Да что там Сергей Владимирович, самого Владимира Семеновича можно было бы легко укатать по всему перечню грозных ярославских обвинений, там и асоциальщина вопиющая, и пропаганда «хлебания» бензина… Опять же, странно назвать пропагандой девиантного поведения песни, в которых субъекты оного поведения в массе своей погибают или претерпевают страдания. И, захожу с козырей, как можно запрещать чье-то творчество за «пренебрежение общечеловеческой моралью» при полнейшей безнаказанности г-на Шендеровича с его любопытными антропологическими теориями о двух типах населяющих Россию людей, один из которых и не вполне-то людской, или г-на Пархоменко с пассажами в стиле нашумевшего: «На Васильевском спуске, по другую сторону парапета, в десяти метрах от груды цветов нарумяненные поверх всех своих прыщей и угрей пьяноватые невесты в заклееных лаком шиньонах с буклями возят по жирной слякоти мокрые и пропитанные грязью подолы своих свадебных платьев».

Впрочем, здесь стоп. Довод «а у вас/нас либералы ватников линчуют» сколь бесспорен, столь уже и банален. В контексте обсуждаемого вопроса, напротив, уместнее признать кое-какую либеральную правоту. Речь об их любимом ответе на обвинение в русофобии: «Получается, Пушкин, Лермонтов, Гоголь, Чехов, Салтыков-Щедрин, Горький, Платонов тоже русофобы?». Мы жмуримся, бьем контраргументами, мол, это Пушкин сказал в запале, это у Гоголя вырвано из контекста, этого Лермонтов вообще не писал, апокриф или фальсификация. Переходим и сами в ответное наступление, пытаемся отвоевать у соперника безоговорочно, казалось, принадлежащие им величины: практически отвоевали Бродского, взялись за Вознесенского и чуть ли не Окуджаву. Все это правильно и нужно. Однако факт остается фактом: наши культура, искусство, философская мысль и публицистика последних двух веков были страшно инфицированы вирусом национального нигилизма, что во многом если не привело как единственная причина, то сильно способствовало катастрофам 1917 и 1991 годов.

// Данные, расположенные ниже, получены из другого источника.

use std::collections::HashSet;
use std::sync::{Arc, RwLock};

use super::chunker::KnowledgeChunk;
use super::embedding::cosine_similarity;
use super::Metadata;

/// An indexed chunk with its vector.
#[derive(Debug)]
struct IndexEntry {
    chunk: KnowledgeChunk,
    vector: Vec<f32>,
}

/// A ranked search result.
#[derive(Debug, Clone, PartialEq)]
pub struct SearchHit {
    pub chunk: KnowledgeChunk,
    pub score: f32,
}

/// In-memory cosine-similarity index.
///
/// Readers clone an `Arc` snapshot and rank without holding the lock, so a
/// concurrent delete or clear never stalls a search. Writers replace the
/// snapshot under an exclusive lock, which serializes them.
#[derive(Debug, Default)]
pub struct VectorIndex {
    entries: RwLock<Arc<Vec<Arc<IndexEntry>>>>,
}

impl VectorIndex {
    /// Create an empty index
    pub fn new() -> Self {
        Self::default()
    }

    fn snapshot(&self) -> Arc<Vec<Arc<IndexEntry>>> {
        match self.entries.read() {
            Ok(guard) => Arc::clone(&guard),
            Err(poisoned) => Arc::clone(&poisoned.into_inner()),
        }
    }

    fn update<R>(&self, f: impl FnOnce(&mut Vec<Arc<IndexEntry>>) -> R) -> R {
        let mut guard = match self.entries.write() {
            Ok(guard) => guard,
            Err(poisoned) => poisoned.into_inner(),
        };
        let mut next = guard.as_ref().clone();
        let result = f(&mut next);
        *guard = Arc::new(next);
        result
    }

    /// Append chunks with their vectors, preserving order.
    pub fn insert(&self, items: Vec<(KnowledgeChunk, Vec<f32>)>) {
        if items.is_empty() {
            return;
        }
        self.update(|entries| {
            entries.extend(
                items
                    .into_iter()
                    .map(|(chunk, vector)| Arc::new(IndexEntry { chunk, vector })),
            );
        });
    }

    /// Rank entries against `query`. Ties keep insertion order.
    pub fn search(&self, query: &[f32], top_k: usize, filter: Option<&Metadata>) -> Vec<SearchHit> {
        let snapshot = self.snapshot();
        if snapshot.is_empty() || top_k == 0 {
            return Vec::new();
        }

        let mut scored: Vec<(usize, f32)> = snapshot
            .iter()
            .enumerate()
            .filter(|(_, entry)| filter.map_or(true, |f| matches_filter(&entry.chunk.metadata, f)))
            .map(|(position, entry)| (position, cosine_similarity(query, &entry.vector)))
            .collect();

        scored.sort_by(|a, b| b.1.total_cmp(&a.1).then(a.0.cmp(&b.0)));
        scored.truncate(top_k);

        scored
            .into_iter()
            .map(|(position, score)| SearchHit {
                chunk: snapshot[position].chunk.clone(),
                score,
            })
            .collect()
    }

    /// Remove chunks by id; returns how many were removed.
    pub fn delete(&self, ids: &[String]) -> usize {
        let ids: HashSet<&str> = ids.iter().map(String::as_str).collect();
        self.update(|entries| {
            let before = entries.len();
            entries.retain(|e| !ids.contains(e.chunk.id.as_str()));
            before - entries.len()
        })
    }

    /// Remove every chunk.
    pub fn clear(&self) {
        self.update(|entries| entries.clear());
    }

    /// Number of indexed chunks
    pub fn len(&self) -> usize {
        self.snapshot().len()
    }

    /// Whether the index holds no chunks
    pub fn is_empty(&self) -> bool {
        self.snapshot().is_empty()
    }
}

/// Every filter key must be present with an equal value.
fn matches_filter(metadata: &Metadata, filter: &Metadata) -> bool {
    filter
        .iter()
        .all(|(key, expected)| metadata.get(key) == Some(expected))
}

#[cfg(test)]
mod tests {
    use super::*;

    fn chunk(content: &str, kind: &str) -> KnowledgeChunk {
        let mut metadata = Metadata::new();
        metadata.insert("kind".to_string(), kind.into());
        KnowledgeChunk::new(content).with_metadata(metadata)
    }

    #[test]
    fn test_empty_index_returns_nothing() {
        let index = VectorIndex::new();
        assert!(index.search(&[1.0, 0.0], 5, None).is_empty());
        assert!(index.is_empty());
    }

    #[test]
    fn test_search_ranks_by_similarity() {
        let index = VectorIndex::new();
        index.insert(vec![
            (chunk("x-axis", "a"), vec![1.0, 0.0]),
            (chunk("y-axis", "a"), vec![0.0, 1.0]),
            (chunk("diagonal", "b"), vec![0.7, 0.7]),
        ]);

        let hits = index.search(&[1.0, 0.1], 2, None);
        assert_eq!(hits.len(), 2);
        assert_eq!(hits[0].chunk.content, "x-axis");
        assert_eq!(hits[1].chunk.content, "diagonal");
        assert!(hits[0].score >= hits[1].score);
    }

    #[test]
    fn test_ties_keep_insertion_order() {
        let index = VectorIndex::new();
        index.insert(vec![
            (chunk("first", "a"), vec![1.0, 0.0]),
            (chunk("second", "a"), vec![1.0, 0.0]),
        ]);
        let hits = index.search(&[1.0, 0.0], 2, None);
        assert_eq!(hits[0].chunk.content, "first");
        assert_eq!(hits[1].chunk.content, "second");
    }

    #[test]
    fn test_filter_and_delete() {
        let index = VectorIndex::new();
        let keep = chunk("keep", "a");
        let drop = chunk("drop", "b");
        let drop_id = drop.id.clone();
        index.insert(vec![(keep, vec![1.0]), (drop, vec![1.0])]);

        let mut filter = Metadata::new();
        filter.insert("kind".to_string(), "b".into());
        let hits = index.search(&[1.0], 5, Some(&filter));
        assert_eq!(hits.len(), 1);
        assert_eq!(hits[0].chunk.content, "drop");

        assert_eq!(index.delete(&[drop_id]), 1);
        assert_eq!(index.len(), 1);
        assert!(index.search(&[1.0], 5, Some(&filter)).is_empty());

        index.clear();
        assert!(index.is_empty());
    }

    #[test]
    fn test_snapshot_survives_clear() {
        let index = VectorIndex::new();
        index.insert(vec![(chunk("held", "a"), vec![1.0])]);
        let snapshot = index.snapshot();
        index.clear();
        assert_eq!(snapshot.len(), 1);
        assert!(index.is_empty());
    }
}
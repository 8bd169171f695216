use thiserror::Error;

/// Application-level errors
#[derive(Debug, Error)]
pub enum AppError {
    #[error("Configuration error: {message}")]
    Config { message: String },

    #[error("Storage error: {0}")]
    Storage(#[from] StorageError),

    #[error("Model provider error: {0}")]
    Model(#[from] ModelError),

    #[error("Knowledge store error: {0}")]
    Knowledge(#[from] KnowledgeError),

    #[error("Tool error: {0}")]
    Tool(#[from] ToolError),

    #[error("Pipeline error: {0}")]
    Stage(#[from] StageError),

    #[error("Learning store error: {0}")]
    Learning(#[from] LearningError),

    #[error("Internal error: {message}")]
    Internal { message: String },
}

/// Storage layer errors
#[derive(Debug, Error)]
pub enum StorageError {
    #[error("Database connection failed: {message}")]
    Connection { message: String },

    #[error("Query failed: {message}")]
    Query { message: String },

    #[error("Session not found: {session_id}")]
    SessionNotFound { session_id: String },

    #[error("Migration failed: {message}")]
    Migration { message: String },

    #[error("SQLx error: {0}")]
    Sqlx(#[from] sqlx::Error),
}

/// Model provider errors
#[derive(Debug, Error)]
pub enum ModelError {
    #[error("Model provider unavailable: {message} (retries: {retries})")]
    Unavailable { message: String, retries: u32 },

    #[error("API error: {status} - {message}")]
    Api { status: u16, message: String },

    #[error("Rate limited: {message}")]
    RateLimited { message: String },

    #[error("Invalid response: {message}")]
    InvalidResponse { message: String },

    #[error("Request timeout after {timeout_ms}ms")]
    Timeout { timeout_ms: u64 },

    #[error("HTTP error: {0}")]
    Http(#[from] reqwest::Error),
}

/// Knowledge store errors
#[derive(Debug, Error)]
pub enum KnowledgeError {
    #[error("Embedding failed: {message}")]
    Embedding { message: String },

    #[error("Embedding dimension mismatch: expected {expected}, got {actual}")]
    DimensionMismatch { expected: usize, actual: usize },

    #[error("Knowledge operation timed out after {timeout_ms}ms")]
    Timeout { timeout_ms: u64 },
}

/// Tool invocation errors
#[derive(Debug, Error)]
pub enum ToolError {
    #[error("Tool not found: {tool_name}")]
    NotFound { tool_name: String },

    #[error("Invalid arguments for {tool_name}: {message}")]
    InvalidArguments { tool_name: String, message: String },

    #[error("Tool {tool_name} failed: {message}")]
    Execution { tool_name: String, message: String },

    #[error("Tool {tool_name} timed out after {timeout_ms}ms")]
    Timeout { tool_name: String, timeout_ms: u64 },
}

/// Strategy and feedback store errors
#[derive(Debug, Error)]
pub enum LearningError {
    #[error("Invalid rating {rating}: must be between 1 and 5")]
    InvalidRating { rating: u8 },
}

/// Errors raised by a specialized agent
#[derive(Debug, Error)]
pub enum AgentError {
    #[error("Model call failed: {0}")]
    Model(#[from] ModelError),

    #[error("Tool failed: {0}")]
    Tool(#[from] ToolError),

    #[error("Invalid input: {message}")]
    InvalidInput { message: String },
}

/// User-visible failure category for a request
#[derive(Debug, Clone, Copy, PartialEq, Eq, serde::Serialize, serde::Deserialize)]
#[serde(rename_all = "snake_case")]
pub enum ErrorCategory {
    /// The model provider could not be reached or kept failing.
    ModelUnavailable,
    /// A deadline or per-call timeout expired.
    Timeout,
    /// The provider rejected the call for rate limiting.
    RateLimited,
    /// The request itself was unusable.
    InvalidInput,
    /// Anything else.
    Internal,
}

impl ErrorCategory {
    /// Get the category name as a string
    pub fn as_str(&self) -> &'static str {
        match self {
            ErrorCategory::ModelUnavailable => "model_unavailable",
            ErrorCategory::Timeout => "timeout",
            ErrorCategory::RateLimited => "rate_limited",
            ErrorCategory::InvalidInput => "invalid_input",
            ErrorCategory::Internal => "internal",
        }
    }
}

impl std::fmt::Display for ErrorCategory {
    fn fmt(&self, f: &mut std::fmt::Formatter<'_>) -> std::fmt::Result {
        f.write_str(self.as_str())
    }
}

impl From<&ModelError> for ErrorCategory {
    fn from(err: &ModelError) -> Self {
        match err {
            ModelError::Timeout { .. } => ErrorCategory::Timeout,
            ModelError::RateLimited { .. } | ModelError::Api { status: 429, .. } => {
                ErrorCategory::RateLimited
            }
            ModelError::Unavailable { .. } | ModelError::Http(_) | ModelError::Api { .. } => {
                ErrorCategory::ModelUnavailable
            }
            ModelError::InvalidResponse { .. } => ErrorCategory::Internal,
        }
    }
}

impl From<&AgentError> for ErrorCategory {
    fn from(err: &AgentError) -> Self {
        match err {
            AgentError::Model(e) => e.into(),
            AgentError::Tool(ToolError::Timeout { .. }) => ErrorCategory::Timeout,
            AgentError::Tool(_) => ErrorCategory::Internal,
            AgentError::InvalidInput { .. } => ErrorCategory::InvalidInput,
        }
    }
}

/// Pipeline stage errors, decided by the orchestrator
#[derive(Debug, Error)]
pub enum StageError {
    #[error("Stage {stage} failed ({category}): {message}")]
    Fatal {
        stage: String,
        category: ErrorCategory,
        message: String,
    },

    #[error("Stage {stage} degraded: {message}")]
    Recoverable { stage: String, message: String },
}

impl StageError {
    /// The failure category surfaced to callers.
    pub fn category(&self) -> ErrorCategory {
        match self {
            StageError::Fatal { category, .. } => *category,
            StageError::Recoverable { .. } => ErrorCategory::Internal,
        }
    }

    /// Whether the request had to be aborted.
    pub fn is_fatal(&self) -> bool {
        matches!(self, StageError::Fatal { .. })
    }
}

/// Result type alias for application errors
pub type AppResult<T> = Result<T, AppError>;

/// Result type alias for storage operations
pub type StorageResult<T> = Result<T, StorageError>;

/// Result type alias for model provider operations
pub type ModelResult<T> = Result<T, ModelError>;

/// Result type alias for knowledge store operations
pub type KnowledgeResult<T> = Result<T, KnowledgeError>;

/// Result type alias for tool operations
pub type ToolResult<T> = Result<T, ToolError>;

/// Result type alias for learning store operations
pub type LearningResult<T> = Result<T, LearningError>;

/// Result type alias for agent operations
pub type AgentResult<T> = Result<T, AgentError>;

/// Result type alias for pipeline stages
pub type StageResult<T> = Result<T, StageError>;

#[cfg(test)]
mod tests {
    use super::*;

    #[test]
    fn test_app_error_display() {
        let err = AppError::Config {
            message: "missing key".to_string(),
        };
        assert_eq!(err.to_string(), "Configuration error: missing key");

        let err = AppError::Internal {
            message: "unexpected".to_string(),
        };
        assert_eq!(err.to_string(), "Internal error: unexpected");
    }

    #[test]
    fn test_storage_error_display() {
        let err = StorageError::SessionNotFound {
            session_id: "sess-123".to_string(),
        };
        assert_eq!(err.to_string(), "Session not found: sess-123");

        let err = StorageError::Migration {
            message: "version mismatch".to_string(),
        };
        assert_eq!(err.to_string(), "Migration failed: version mismatch");
    }

    #[test]
    fn test_model_error_display() {
        let err = ModelError::Unavailable {
            message: "server down".to_string(),
            retries: 3,
        };
        assert_eq!(
            err.to_string(),
            "Model provider unavailable: server down (retries: 3)"
        );

        let err = ModelError::Api {
            status: 401,
            message: "unauthorized".to_string(),
        };
        assert_eq!(err.to_string(), "API error: 401 - unauthorized");

        let err = ModelError::Timeout { timeout_ms: 5000 };
        assert_eq!(err.to_string(), "Request timeout after 5000ms");
    }

    #[test]
    fn test_tool_error_display() {
        let err = ToolError::NotFound {
            tool_name: "teleport".to_string(),
        };
        assert_eq!(err.to_string(), "Tool not found: teleport");

        let err = ToolError::InvalidArguments {
            tool_name: "calculator".to_string(),
            message: "missing expression".to_string(),
        };
        assert_eq!(
            err.to_string(),
            "Invalid arguments for calculator: missing expression"
        );

        let err = ToolError::Timeout {
            tool_name: "execute_code".to_string(),
            timeout_ms: 250,
        };
        assert_eq!(err.to_string(), "Tool execute_code timed out after 250ms");
    }

    #[test]
    fn test_knowledge_error_display() {
        let err = KnowledgeError::DimensionMismatch {
            expected: 384,
            actual: 12,
        };
        assert_eq!(
            err.to_string(),
            "Embedding dimension mismatch: expected 384, got 12"
        );
    }

    #[test]
    fn test_stage_error_display_and_category() {
        let err = StageError::Fatal {
            stage: "reasoning".to_string(),
            category: ErrorCategory::ModelUnavailable,
            message: "no response".to_string(),
        };
        assert_eq!(
            err.to_string(),
            "Stage reasoning failed (model_unavailable): no response"
        );
        assert!(err.is_fatal());
        assert_eq!(err.category(), ErrorCategory::ModelUnavailable);

        let err = StageError::Recoverable {
            stage: "planning".to_string(),
            message: "timeout".to_string(),
        };
        assert!(!err.is_fatal());
    }

    #[test]
    fn test_category_from_model_error() {
        let cat: ErrorCategory = (&ModelError::Timeout { timeout_ms: 1 }).into();
        assert_eq!(cat, ErrorCategory::Timeout);

        let cat: ErrorCategory = (&ModelError::Api {
            status: 429,
            message: "slow down".to_string(),
        })
            .into();
        assert_eq!(cat, ErrorCategory::RateLimited);

        let cat: ErrorCategory = (&ModelError::Api {
            status: 503,
            message: "overloaded".to_string(),
        })
            .into();
        assert_eq!(cat, ErrorCategory::ModelUnavailable);

        let cat: ErrorCategory = (&AgentError::InvalidInput {
            message: "empty".to_string(),
        })
            .into();
        assert_eq!(cat, ErrorCategory::InvalidInput);
    }

    #[test]
    fn test_error_conversions() {
        let storage_err = StorageError::Query {
            message: "test".to_string(),
        };
        let app_err: AppError = storage_err.into();
        assert!(matches!(app_err, AppError::Storage(_)));

        let tool_err = ToolError::NotFound {
            tool_name: "x".to_string(),
        };
        let agent_err: AgentError = tool_err.into();
        assert!(matches!(agent_err, AgentError::Tool(_)));

        let model_err = ModelError::Timeout { timeout_ms: 10 };
        let app_err: AppError = model_err.into();
        assert!(app_err.to_string().contains("Request timeout after 10ms"));
    }
}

Об этом совсем недавно устами одного из героев по привычке оплеванного, но местами действительно очень глубокого «Солнечного удара» говорил Михалков. Об этом же перед самой своей смертью писал Розанов, почти обезумевший от развернувшихся перед ним адских глубин хаоса, разрухи и всеобщего озверения. Желчный Галковский в «Бесконечном тупике» сравнивал, как Владимир Соловьев (не телеведущий) и его эпигоны вроде Евгения Трубецкого давали некоторым симпатичным им народам определения вроде «великий», «трагический», «милый», «трогательный», «благородный» — и цедили в адрес соплеменников: «духовный сифилис», «рыночный патриотизм», «зарвавшиеся (и завравшиеся) славянофилы», «жулики», «псевдопатриотическая клика», «хрюкающее и завывающее воплощение национальной идеи», «звериные хари», «зоологический национализм», «аномалия». Еще до Галковского тему раскрыл, опять же, Розанов, современник описываемых персонажей: «…Почему же кидается кн. Е. Н. Трубецкой на эти дробинки, песчинки? Какое злодеяние от них? Разве эти немногие дробинки мешают мирному процветанию и благополучной подписке „Вестника Европы“, „Современного Мира“, „Северных Записок“, „Заветов“ и проч., и проч., и проч. Почему „тело убитого врага хорошо пахнет“ и ему надо во что бы то ни стало „вымести сор из России“, т. е. последние остатки всегда ведь бессильной партии?
А вот подите же, старается. Старается, не находит покоя. И в Петроград приезжает читать лекции, и в Москве издает брошюры, и опять в Петроград шлет „Письма в редакцию“ к г. Струве, чтобы, так сказать, „рассолить“ его читателей-„потреотов“. Ведь у нас самое слово „патриотизм“ и „патриот“ печатается и произносится в презрительно-безграмотном виде. Ибо подразумевается: „кто же из грамотных русских людей, поучившихся в гимназии и университете, может принадлежать к патриотам“. Во Франции — патриотизм, в Германии — патриотизм, в Англии — патриотизм. Им — позволено. Но в России, конечно, — „потреотизм“… Темные люди. Жалкие. Т. е. русские»
. Как видите, «поцреотизм» не коллективными «Гранями слоновьего сноба» придуман на коленке, а имеет богатую историю.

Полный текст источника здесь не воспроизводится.